In 2020, a systematic review and meta-analysis by Watts et al. identified 9 studies (N = 1714) undergoing MRI targeted biopsy [5]. Studies included transperineal and transrectal biopsies, although findings were unchanged when transperineal biopsies were removed from the analysis. They did not find a statistically significant difference in odds ratios for overall and csPCa detection (OR 1.11, 95% CI 0.91 to 1.36, P = 0.30 and OR 1.13, 95% CI 0.89 to 1.44, P = 0.32, respectively) [5]. The authors of this meta-analysis were unable to stratify their data based on user experience and did not assess the detection of ciPCa.

In a recent study by Izadpanahi et al., FUS-TB was compared with COG-TB in a randomized controlled trial (n = 199) [6]. This trial showed a significantly higher detection of overall and csPCa for FUS-TB (44.4% and 33.3%, respectively) compared with COG-TB (31.0% and 19.0%, respectively) [6]. However, a higher detection rate of BPH was reported in the COG-TB versus the FUS-TB group (66.0% versus 47.5%). No subsequent analysis was completed on prostate size despite a known inverse correlation between size and cancer detection [7]. This critical methodological flaw again limits interpretation and generalizability of the results.

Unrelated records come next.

//! Data Transfer Objects for application layer

use serde::{Deserialize, Serialize};
use std::path::PathBuf;

use crate::application::ValidationError;
use crate::generation::{ClientMode, GenerationContext, ModuleNames, OperationFilter, rules};

/// Request to generate a Python client package
#[derive(Debug, Clone, Deserialize)]
pub struct GenerateClientRequest {
    /// Path or http(s) URL of the OpenAPI document
    pub source: String,
    pub output_dir: PathBuf,
    pub mode: ClientMode,
    pub base_url: Option<String>,
    pub schema_module: String,
    pub client_module: String,
    pub include_operations: Vec<String>,
    pub exclude_operations: Vec<String>,
    pub format: bool,
}

impl GenerateClientRequest {
    pub fn validate(&self) -> Result<(), ValidationError> {
        if self.source.trim().is_empty() {
            return Err(ValidationError::MissingField(
                "OpenAPI document source".to_string(),
            ));
        }

        for name in [&self.schema_module, &self.client_module] {
            rules::validate_module_name(name)
                .map_err(|e| ValidationError::InvalidModuleName(e.to_string()))?;
        }
        if self.schema_module == self.client_module {
            return Err(ValidationError::InvalidConfiguration(format!(
                "schema and client modules are both named '{}'",
                self.schema_module
            )));
        }

        if let Some(base_url) = &self.base_url {
            rules::validate_base_url(base_url)
                .map_err(|e| ValidationError::InvalidBaseUrl(e.to_string()))?;
        }

        Ok(())
    }

    /// Settings handed to the generation domain
    pub fn generation_context(&self) -> GenerationContext {
        GenerationContext {
            mode: self.mode,
            base_url: self.base_url.clone(),
            modules: ModuleNames {
                schema: self.schema_module.clone(),
                client: self.client_module.clone(),
            },
            filter: OperationFilter::new(
                self.include_operations.iter().cloned(),
                self.exclude_operations.iter().cloned(),
            ),
            format: self.format,
        }
    }
}

/// Response from client generation
#[derive(Debug, Clone, Serialize)]
pub struct GenerateClientResponse {
    pub artifacts_count: usize,
    pub output_path: PathBuf,
    pub files: Vec<PathBuf>,
    pub enums: usize,
    pub models: usize,
    pub operations: usize,
}

/// Request to resolve a document without rendering it
#[derive(Debug, Clone, Default, Deserialize)]
pub struct InspectRequest {
    pub source: String,
    pub mode: ClientMode,
    pub base_url: Option<String>,
    pub include_operations: Vec<String>,
    pub exclude_operations: Vec<String>,
}

impl InspectRequest {
    pub fn validate(&self) -> Result<(), ValidationError> {
        if self.source.trim().is_empty() {
            return Err(ValidationError::MissingField(
                "OpenAPI document source".to_string(),
            ));
        }
        if let Some(base_url) = &self.base_url {
            rules::validate_base_url(base_url)
                .map_err(|e| ValidationError::InvalidBaseUrl(e.to_string()))?;
        }
        Ok(())
    }

    pub fn generation_context(&self) -> GenerationContext {
        GenerationContext {
            mode: self.mode,
            base_url: self.base_url.clone(),
            filter: OperationFilter::new(
                self.include_operations.iter().cloned(),
                self.exclude_operations.iter().cloned(),
            ),
            ..GenerationContext::default()
        }
    }
}

#[cfg(test)]
mod tests {
    use super::*;

    fn request() -> GenerateClientRequest {
        GenerateClientRequest {
            source: "petstore.yaml".to_string(),
            output_dir: PathBuf::from("/output/petstore"),
            mode: ClientMode::Sync,
            base_url: None,
            schema_module: "schema".to_string(),
            client_module: "api".to_string(),
            include_operations: Vec::new(),
            exclude_operations: vec!["deletePet".to_string()],
            format: false,
        }
    }

    #[test]
    fn test_generate_client_request_validation() {
        let valid = request();
        assert!(valid.validate().is_ok());

        let mut invalid = valid.clone();
        invalid.source = "  ".to_string();
        assert!(matches!(
            invalid.validate().unwrap_err(),
            ValidationError::MissingField(_)
        ));

        let mut invalid = valid.clone();
        invalid.client_module = "my-client".to_string();
        assert!(matches!(
            invalid.validate().unwrap_err(),
            ValidationError::InvalidModuleName(_)
        ));

        let mut invalid = valid.clone();
        invalid.client_module = "schema".to_string();
        assert!(matches!(
            invalid.validate().unwrap_err(),
            ValidationError::InvalidConfiguration(_)
        ));

        let mut invalid = valid;
        invalid.base_url = Some("ftp://files.test".to_string());
        assert!(matches!(
            invalid.validate().unwrap_err(),
            ValidationError::InvalidBaseUrl(_)
        ));
    }

    #[test]
    fn test_generation_context_carries_settings() {
        let mut request = request();
        request.mode = ClientMode::Async;
        request.format = true;

        let context = request.generation_context();
        assert_eq!(context.mode, ClientMode::Async);
        assert!(context.format);
        assert_eq!(context.modules.schema, "schema");
        assert!(context.filter.allows("addPet"));
        assert!(!context.filter.allows("deletePet"));
    }

    #[test]
    fn test_inspect_request_validation() {
        assert!(InspectRequest::default().validate().is_err());

        let request = InspectRequest {
            source: "petstore.yaml".to_string(),
            base_url: Some("https://petstore.test".to_string()),
            ..InspectRequest::default()
        };
        assert!(request.validate().is_ok());
        assert_eq!(
            request.generation_context().base_url.as_deref(),
            Some("https://petstore.test")
        );
    }
}
//! pyclientgen CLI entrypoint
//! Parses command-line arguments and dispatches to the generation use cases.
#![deny(unsafe_code)]

// Internal imports (std, crate)
use pyclientgen::{
    application::{GenerateClientUseCase, InspectPlanUseCase, InspectRequest},
    core::Config,
    generation::{ClientMode, GenerationOrchestrator},
    infrastructure::{
        generation::{FormatterPostProcessor, PythonContextBuilder, TeraTemplateRenderer},
        openapi::CompositeOpenApiLoader,
        output::FileSystemOutputService,
        templates::{EmbeddedTemplateRepository, FileSystemTemplateLoader, TemplateLoader},
    },
};
use std::path::PathBuf;
use std::sync::Arc;

// External imports (alphabetized)
use anyhow::Context;
use clap::Parser;
use tracing::info;
use tracing_subscriber::EnvFilter;
use url::Url;

#[derive(Parser)]
#[command(name = "pyclientgen")]
#[command(author, version, about, long_about = None)]
struct Cli {
    /// Enable debug logging
    #[arg(short, long, global = true)]
    pub verbose: bool,

    #[command(subcommand)]
    pub command: Commands,
}

/// Mutually exclusive call model flags
#[derive(clap::Args, Debug, Default)]
pub struct ModeArgs {
    /// Generate blocking functions using requests (default)
    #[arg(long = "sync", conflicts_with = "async_mode")]
    pub sync_mode: bool,
    /// Generate coroutines using aiohttp
    #[arg(long = "async")]
    pub async_mode: bool,
}

impl ModeArgs {
    fn mode(&self) -> Option<ClientMode> {
        match (self.sync_mode, self.async_mode) {
            (_, true) => Some(ClientMode::Async),
            (true, false) => Some(ClientMode::Sync),
            (false, false) => None,
        }
    }
}

#[derive(clap::Subcommand, Debug)]
pub enum Commands {
    /// Generate a Python client package from an OpenAPI document
    Generate {
        /// Path or http(s) URL of the OpenAPI document (JSON or YAML)
        input: Option<String>,
        /// Directory the package is written to
        output: Option<PathBuf>,
        #[command(flatten)]
        mode: ModeArgs,
        /// Base URL for the generated client (overrides servers[0].url)
        #[arg(long)]
        base_url: Option<Url>,
        /// Module name of the models file (default: schema)
        #[arg(long)]
        schema_module: Option<String>,
        /// Module name of the client file (default: api)
        #[arg(long)]
        client_module: Option<String>,
        /// Directory with custom templates overriding the embedded ones
        #[arg(long)]
        template_dir: Option<PathBuf>,
        /// Run black and isort over the generated files
        #[arg(long)]
        format: bool,
        /// Only generate these operation ids
        #[arg(long = "include-operation", value_name = "OPERATION_ID")]
        include_operations: Vec<String>,
        /// Skip these operation ids
        #[arg(long = "exclude-operation", value_name = "OPERATION_ID")]
        exclude_operations: Vec<String>,
        /// TOML file with default settings
        #[arg(long)]
        config: Option<PathBuf>,
    },
    /// Print the resolved enums, models and operations as JSON
    Inspect {
        /// Path or http(s) URL of the OpenAPI document (JSON or YAML)
        input: String,
        #[command(flatten)]
        mode: ModeArgs,
        /// Base URL for the generated client (overrides servers[0].url)
        #[arg(long)]
        base_url: Option<Url>,
        /// Only include these operation ids
        #[arg(long = "include-operation", value_name = "OPERATION_ID")]
        include_operations: Vec<String>,
        /// Skip these operation ids
        #[arg(long = "exclude-operation", value_name = "OPERATION_ID")]
        exclude_operations: Vec<String>,
    },
}

#[tokio::main]
async fn main() -> anyhow::Result<()> {
    let cli = Cli::parse();

    // Logs go to stderr so `inspect` output stays parseable
    let filter = if cli.verbose {
        EnvFilter::new("debug")
    } else {
        EnvFilter::try_from_default_env().unwrap_or_else(|_| EnvFilter::new("info"))
    };
    tracing_subscriber::fmt()
        .with_env_filter(filter)
        .with_writer(std::io::stderr)
        .init();

    match cli.command {
        Commands::Generate {
            input,
            output,
            mode,
            base_url,
            schema_module,
            client_module,
            template_dir,
            format,
            include_operations,
            exclude_operations,
            config,
        } => {
            let flags = Config {
                input,
                output,
                mode: mode.mode(),
                base_url,
                schema_module,
                client_module,
                template_dir,
                format: format.then_some(true),
                include_operations,
                exclude_operations,
            };
            generate(config, flags).await
        }
        Commands::Inspect {
            input,
            mode,
            base_url,
            include_operations,
            exclude_operations,
        } => {
            let request = InspectRequest {
                source: input,
                mode: mode.mode().unwrap_or_default(),
                base_url: base_url.map(String::from),
                include_operations,
                exclude_operations,
            };
            inspect(request).await
        }
    }
}

/// Generate a client package from the merged file and flag settings
async fn generate(config_path: Option<PathBuf>, flags: Config) -> anyhow::Result<()> {
    let file_config = match &config_path {
        Some(path) => Config::load(path)
            .await
            .with_context(|| format!("Failed to load configuration from {}", path.display()))?,
        None => Config::default(),
    };

    let config = file_config.merge(flags);
    let template_loader: Arc<dyn TemplateLoader> = match &config.template_dir {
        Some(dir) => {
            info!(path = %dir.display(), "Using custom templates");
            Arc::new(FileSystemTemplateLoader::new(dir))
        }
        None => Arc::new(EmbeddedTemplateRepository::new()),
    };
    let request = config
        .into_request()
        .context("Incomplete generate settings")?;

    info!(
        source = %request.source,
        output = %request.output_dir.display(),
        mode = %request.mode,
        "Generating Python client"
    );

    let loader = CompositeOpenApiLoader::new().context("Failed to initialize OpenAPI loader")?;
    let orchestrator = GenerationOrchestrator::new(
        Arc::new(PythonContextBuilder::new()),
        Arc::new(TeraTemplateRenderer::new(template_loader)),
    );
    let use_case = GenerateClientUseCase::new(
        Arc::new(loader),
        Arc::new(orchestrator),
        Arc::new(FormatterPostProcessor::default()),
        Arc::new(FileSystemOutputService::new()),
    );

    let response = use_case
        .execute(request)
        .await
        .context("Failed to generate client")?;

    info!(
        enums = response.enums,
        models = response.models,
        operations = response.operations,
        "✅ Client written to {}",
        response.output_path.display()
    );
    for file in &response.files {
        println!("{}", file.display());
    }

    Ok(())
}

/// Print the resolved plan without rendering anything
async fn inspect(request: InspectRequest) -> anyhow::Result<()> {
    let loader = CompositeOpenApiLoader::new().context("Failed to initialize OpenAPI loader")?;
    let plan = InspectPlanUseCase::new(Arc::new(loader))
        .execute(request)
        .await
        .context("Failed to resolve OpenAPI document")?;

    let json = serde_json::to_string_pretty(&plan).context("Failed to serialize plan")?;
    println!("{json}");
    Ok(())
}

3. Putting the Numbers into Context

No strong evidence exists suggesting FUS-TB is superior to COG-TB. COG-TB is simple and cost-effective, whereas FUS-TB is cumbersome and costly. Operation of FUS-TB requires significant infrastructure including equipment maintenance, image acquisition/segmentation, data processing, and device operation.

The PROFUS study suggests distinct situations (anterior transition zone and smaller lesions) in which FUS-TB may be beneficial. However, this study was not powered to make such conclusions. Regarding size, targeting accuracy for FUS-TB has been studied, claiming accuracy for lesions ≥ 3 mm. The authors recognize that the study’s ex vivo prostate models do not fully represent critical in vivo conditions, given the model’s sharper image contours, and the lack of tissue movement and deformation seen during in vivo biopsy[8]. Further, prostate cancer may exist within 10 mm of a lesion detected on MRI, allowing a larger target for small radiographic lesions for FUS-TB and COG-TB alike[9]. Press et al. showed that targeting hypoechoic regions in close proximity to an MRI identified region of interest independently predicts detection of csPCa[10]. Hypoechoic regions can be identified and directly applied to the COG-TB technique, improving biopsy success rates. With a mean target size of 12 mm (IQR 8 to 15mm)[2], 75% of lesions are greater than or equal to 8 mm. This suggests FUS-TB might provide benefit for only a minority of cases, and certainly should not be widely adopted as standard of care for all MRI identified prostate lesions.

The SmartTarget Biopsy Trial showed both modalities missed an equal number of csPCa[4]. The meta-analysis by Watts et al. showed no significant difference between the 2 modalities, and no conclusions can be drawn about the benefits of a faster learning curve for FUS-TB[5]. One study does compare operator learning curves between FUS-TB and COG-TB. The authors show that an experience plateau is reached more quickly with FUS-TB than with COG-TB[11]. However, only 3 operators were compared in a retrospective manner, introducing selection bias. Further, transrectal approach was used for all COG-TB, whereas transperineal was used in 55% of FUS-TB, introducing significant heterogeneity into the sample, risking confounding the results. Finally, the randomized controlled trial by Izadpanahi et al. shows a difference between FUS-TB and COG-TB. This study is significantly limited by its discrepant BPH findings and lack of prostate size reporting, despite a known inverse correlation between prostate size and cancer detection rates[6].

Returning to the AUA’s 2013 mandate, data suggest that FUS-TB does not maximize detection of csPCa, minimize over-detection of ciPCa, or decrease cost to the patient and the system. Therefore, COG-TB should remain the standard of care for targeted diagnostic prostate biopsy until clear evidence suggests otherwise.